• **What is expected**
Using the data below, return the stretch from the line that contains "pub fn as_str(self)" through the line that contains "fn from_str(s: &str)", both included, exactly as it stands and nothing beyond it.

_ _ _ _

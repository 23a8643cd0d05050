use serde::Serialize;

use super::types::TaxSettings;

pub const BASIC_RATE: f64 = 0.20;
pub const HIGHER_RATE: f64 = 0.40;

/// Running view of one person's bands within a single tax year.
#[derive(Debug, Clone, Copy, PartialEq, Serialize)]
#[serde(rename_all = "camelCase")]
pub struct TaxPosition {
    pub personal_allowance_remaining: f64,
    pub basic_rate_remaining: f64,
    pub tax: f64,
}

impl TaxPosition {
    pub fn initial(settings: &TaxSettings, band_multiplier: f64) -> Self {
        let allowance = settings.personal_allowance * band_multiplier;
        let threshold = settings.higher_rate_threshold * band_multiplier;
        Self {
            personal_allowance_remaining: allowance,
            basic_rate_remaining: (threshold - allowance).max(0.0),
            tax: 0.0,
        }
    }

    #[must_use]
    pub fn update(&self, taxable_income: f64) -> Self {
        let income = taxable_income.max(0.0);
        if income < self.personal_allowance_remaining {
            return Self {
                personal_allowance_remaining: self.personal_allowance_remaining - income,
                ..*self
            };
        }

        let basic_rated = income - self.personal_allowance_remaining;
        if basic_rated < self.basic_rate_remaining {
            return Self {
                personal_allowance_remaining: 0.0,
                basic_rate_remaining: self.basic_rate_remaining - basic_rated,
                tax: self.tax + basic_rated * BASIC_RATE,
            };
        }

        let higher_rated = basic_rated - self.basic_rate_remaining;
        Self {
            personal_allowance_remaining: 0.0,
            basic_rate_remaining: 0.0,
            tax: self.tax + self.basic_rate_remaining * BASIC_RATE + higher_rated * HIGHER_RATE,
        }
    }

    pub fn room_before_higher_rate(&self) -> f64 {
        (self.basic_rate_remaining + self.personal_allowance_remaining).max(0.0)
    }
}
use std::collections::HashMap;
use std::fmt;
use std::str::FromStr;

use serde::{Deserialize, Serialize};

#[derive(Copy, Clone, Debug, Eq, PartialEq, Hash, Deserialize, Serialize)]
#[serde(rename_all = "camelCase")]
pub enum AssetCategory {
    Pension,
    PensionCrystallised,
    Cash,
    #[serde(rename = "stocks", alias = "stocksAndShares")]
    StocksAndShares,
    #[serde(alias = "ISA")]
    Isa,
    Bonds,
    Property,
}

impl AssetCategory {
    pub const ALL: [AssetCategory; 7] = [
        AssetCategory::Pension,
        AssetCategory::PensionCrystallised,
        AssetCategory::Cash,
        AssetCategory::StocksAndShares,
        AssetCategory::Isa,
        AssetCategory::Bonds,
        AssetCategory::Property,
    ];

    pub(crate) fn index(self) -> usize {
        match self {
            AssetCategory::Pension => 0,
            AssetCategory::PensionCrystallised => 1,
            AssetCategory::Cash => 2,
            AssetCategory::StocksAndShares => 3,
            AssetCategory::Isa => 4,
            AssetCategory::Bonds => 5,
            AssetCategory::Property => 6,
        }
    }

    pub fn growth_class(self) -> GrowthClass {
        match self {
            AssetCategory::Pension | AssetCategory::PensionCrystallised => GrowthClass::Pension,
            AssetCategory::Cash => GrowthClass::Cash,
            AssetCategory::StocksAndShares | AssetCategory::Isa => GrowthClass::Stocks,
            AssetCategory::Bonds => GrowthClass::Bonds,
            AssetCategory::Property => GrowthClass::Property,
        }
    }

    pub fn is_taxable(self) -> bool {
        matches!(
            self,
            AssetCategory::Pension | AssetCategory::PensionCrystallised
        )
    }
}

#[derive(Copy, Clone, Debug, Eq, PartialEq, Hash)]
pub enum GrowthClass {
    Pension,
    Cash,
    Stocks,
    Bonds,
    Property,
    Other,
}

impl GrowthClass {
    pub fn key(self) -> &'static str {
        match self {
            GrowthClass::Pension => "pension",
            GrowthClass::Cash => "cash",
            GrowthClass::Stocks => "stocks",
            GrowthClass::Bonds => "bonds",
            GrowthClass::Property => "property",
            GrowthClass::Other => "other",
        }
    }
}

#[derive(Copy, Clone, Debug, Default, Eq, PartialEq, Hash, Deserialize, Serialize)]
#[serde(rename_all = "snake_case")]
pub enum WithdrawalStrategy {
    #[default]
    Balanced,
    #[serde(alias = "lowest-growth-first", alias = "lowestGrowthFirst")]
    LowestGrowthFirst,
    #[serde(alias = "tax-optimized", alias = "taxOptimized", alias = "tax_optimised")]
    TaxOptimized,
}

impl WithdrawalStrategy {
    pub const ALL: [WithdrawalStrategy; 3] = [
        WithdrawalStrategy::Balanced,
        WithdrawalStrategy::LowestGrowthFirst,
        WithdrawalStrategy::TaxOptimized,
    ];

    pub fn as_str(self) -> &'static str {
        match self {
            WithdrawalStrategy::Balanced => "balanced",
            WithdrawalStrategy::LowestGrowthFirst => "lowest_growth_first",
            WithdrawalStrategy::TaxOptimized => "tax_optimized",
        }
    }
}

impl fmt::Display for WithdrawalStrategy {
    fn fmt(&self, f: &mut fmt::Formatter<'_>) -> fmt::Result {
        f.write_str(self.as_str())
    }
}

impl FromStr for WithdrawalStrategy {
    type Err = String;

    fn from_str(s: &str) -> Result<Self, Self::Err> {
        match s.trim().to_ascii_lowercase().replace('-', "_").as_str() {
            "balanced" => Ok(WithdrawalStrategy::Balanced),
            "lowest_growth_first" | "lowestgrowthfirst" => Ok(WithdrawalStrategy::LowestGrowthFirst),
            "tax_optimized" | "tax_optimised" | "taxoptimized" => {
                Ok(WithdrawalStrategy::TaxOptimized)
            }
            other => Err(format!("unknown withdrawal strategy '{other}'")),
        }
    }
}

#[derive(Debug, Clone, PartialEq, Deserialize, Serialize)]
#[serde(default, rename_all = "camelCase")]
pub struct PersonalInfo {
    pub date_of_birth: String,
    pub spouse_date_of_birth: String,
    pub retirement_age: u32,
}

impl Default for PersonalInfo {
    fn default() -> Self {
        Self {
            date_of_birth: String::new(),
            spouse_date_of_birth: String::new(),
            retirement_age: 65,
        }
    }
}

#[derive(Debug, Clone, PartialEq, Deserialize, Serialize)]
#[serde(rename_all = "camelCase")]
pub struct Asset {
    #[serde(default)]
    pub id: String,
    #[serde(default)]
    pub name: String,
    pub value: f64,
    pub category: AssetCategory,
    #[serde(default)]
    pub belongs_to_spouse: bool,
}

#[derive(Debug, Clone, PartialEq, Deserialize, Serialize)]
#[serde(rename_all = "camelCase")]
pub struct IncomeNeed {
    #[serde(default)]
    pub id: String,
    #[serde(default)]
    pub description: String,
    pub annual_amount: f64,
    #[serde(default)]
    pub starting_age: Option<u32>,
}

#[derive(Debug, Clone, PartialEq, Deserialize, Serialize)]
#[serde(rename_all = "camelCase")]
pub struct RetirementIncome {
    #[serde(default)]
    pub id: String,
    #[serde(default)]
    pub description: String,
    pub annual_amount: f64,
    pub start_year: i32,
    #[serde(default)]
    pub end_year: Option<i32>,
    #[serde(default = "enabled_by_default")]
    pub enabled: bool,
    #[serde(default)]
    pub inflation_adjusted: bool,
    #[serde(default)]
    pub growth_rate: Option<f64>,
    #[serde(default)]
    pub belongs_to_spouse: bool,
}

#[derive(Debug, Clone, PartialEq, Deserialize, Serialize)]
#[serde(rename_all = "camelCase")]
pub struct MarketShock {
    #[serde(default)]
    pub id: String,
    pub year: i32,
    pub impact_percent: f64,
    #[serde(default)]
    pub description: Option<String>,
}

#[derive(Debug, Clone, PartialEq, Deserialize, Serialize)]
#[serde(rename_all = "camelCase")]
pub struct OneOff {
    #[serde(default)]
    pub id: String,
    #[serde(default)]
    pub description: String,
    pub amount: f64,
    pub age: u32,
    #[serde(default = "enabled_by_default")]
    pub enabled: bool,
    #[serde(default)]
    pub belongs_to_spouse: bool,
}

fn enabled_by_default() -> bool {
    true
}

#[derive(Debug, Clone, Copy, PartialEq, Deserialize, Serialize)]
#[serde(rename_all = "camelCase")]
pub struct InvestmentBalance {
    pub initial_equity_percentage: f64,
    pub target_equity_percentage: f64,
    pub years_to_target: u32,
}

#[derive(Debug, Clone, Default, PartialEq, Deserialize, Serialize)]
#[serde(default, rename_all = "camelCase")]
pub struct Assumptions {
    pub inflation_rate: f64,
    pub category_growth_rates: HashMap<String, f64>,
    pub tax_band_increase_rate: Option<f64>,
    #[serde(rename = "bedAndISAEnabled", alias = "bedAndIsaEnabled")]
    pub bed_and_isa_enabled: Option<bool>,
    pub investment_balance: Option<InvestmentBalance>,
    pub investment_balance_enabled: Option<bool>,
}

impl Assumptions {
    pub fn growth_rate(&self, class: GrowthClass) -> f64 {
        self.category_growth_rates
            .get(class.key())
            .copied()
            .unwrap_or(0.0)
            / 100.0
    }

    pub fn tax_band_increase_rate(&self) -> f64 {
        self.tax_band_increase_rate.unwrap_or(self.inflation_rate)
    }

    pub fn bed_and_isa_enabled(&self) -> bool {
        self.bed_and_isa_enabled.unwrap_or(false)
    }

    pub fn glide_path(&self) -> Option<&InvestmentBalance> {
        if self.investment_balance_enabled.unwrap_or(true) {
            self.investment_balance.as_ref()
        } else {
            None
        }
    }
}

#[derive(Debug, Clone, Copy, PartialEq, Deserialize, Serialize)]
#[serde(default, rename_all = "camelCase")]
pub struct TaxSettings {
    pub personal_allowance: f64,
    pub higher_rate_threshold: f64,
}

impl Default for TaxSettings {
    fn default() -> Self {
        Self {
            personal_allowance: 12_570.0,
            higher_rate_threshold: 50_270.0,
        }
    }
}

#[derive(Debug, Clone, PartialEq, Deserialize, Serialize)]
#[serde(rename_all = "camelCase")]
pub struct RetirementData {
    #[serde(default)]
    pub personal: PersonalInfo,
    #[serde(default)]
    pub assets: Vec<Asset>,
    #[serde(default)]
    pub income_needs: Vec<IncomeNeed>,
    #[serde(default)]
    pub retirement_income: Vec<RetirementIncome>,
    #[serde(default)]
    pub assumptions: Assumptions,
    #[serde(default)]
    pub income_tax: TaxSettings,
    #[serde(default)]
    pub shocks: Vec<MarketShock>,
    #[serde(default)]
    pub one_offs: Vec<OneOff>,
}

impl Default for RetirementData {
    fn default() -> Self {
        Self {
            personal: PersonalInfo::default(),
            assets: Vec::new(),
            income_needs: Vec::new(),
            retirement_income: Vec::new(),
            assumptions: Assumptions {
                inflation_rate: 2.5,
                category_growth_rates: HashMap::new(),
                tax_band_increase_rate: None,
                bed_and_isa_enabled: None,
                investment_balance: Some(InvestmentBalance {
                    initial_equity_percentage: 80.0,
                    target_equity_percentage: 50.0,
                    years_to_target: 30,
                }),
                investment_balance_enabled: Some(true),
            },
            income_tax: TaxSettings::default(),
            shocks: Vec::new(),
            one_offs: Vec::new(),
        }
    }
}

#[derive(Debug, Clone, Default, PartialEq, Serialize)]
#[serde(rename_all = "camelCase")]
pub struct YearlyDatapoint {
    pub year: i32,
    pub age: u32,
    pub spouse_age: Option<u32>,
    pub assets: f64,
    pub cash: f64,
    pub isa: f64,
    pub pension: f64,
    pub pension_crystallised: f64,
    pub stocks_and_shares: f64,
    pub bonds: f64,
    pub property: f64,
    pub income: f64,
    pub state_pension: f64,
    pub retirement_income: f64,
    pub expenditure: f64,
    pub tax_payable: f64,
    pub asset_withdrawals: f64,
    pub shortfall: f64,
}

#[derive(Debug, Clone, Default, PartialEq, Serialize)]
#[serde(rename_all = "camelCase")]
pub struct ProjectionResult {
    pub yearly_data: Vec<YearlyDatapoint>,
    pub runs_out_at: i32,
    pub total_needed: f64,
    pub current_assets: f64,
}

#[derive(Copy, Clone, Debug, Eq, PartialEq, Serialize)]
#[serde(rename_all = "lowercase")]
pub enum Outlook {
    Sustainable,
    Warning,
    Danger,
}

#[derive(Debug, Clone, PartialEq, Serialize)]
#[serde(rename_all = "camelCase")]
pub struct ProjectionSummary {
    pub current_assets: f64,
    pub assets_at_retirement: f64,
    pub runs_out_at: Option<i32>,
    pub runs_out_at_age: Option<u32>,
    pub years_remaining: Option<i32>,
    pub outlook: Outlook,
}

#[derive(Debug, Clone, PartialEq, Serialize)]
#[serde(rename_all = "camelCase")]
pub struct StrategyComparison {
    pub strategy: WithdrawalStrategy,
    pub summary: ProjectionSummary,
    pub result: ProjectionResult,
}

_ _ _ _

• **Output for this exercise**
    pub fn as_str(self) -> &'static str {
        match self {
            WithdrawalStrategy::Balanced => "balanced",
            WithdrawalStrategy::LowestGrowthFirst => "lowest_growth_first",
            WithdrawalStrategy::TaxOptimized => "tax_optimized",
        }
    }
}

impl fmt::Display for WithdrawalStrategy {
    fn fmt(&self, f: &mut fmt::Formatter<'_>) -> fmt::Result {
        f.write_str(self.as_str())
    }
}

impl FromStr for WithdrawalStrategy {
    type Err = String;

    fn from_str(s: &str) -> Result<Self, Self::Err> {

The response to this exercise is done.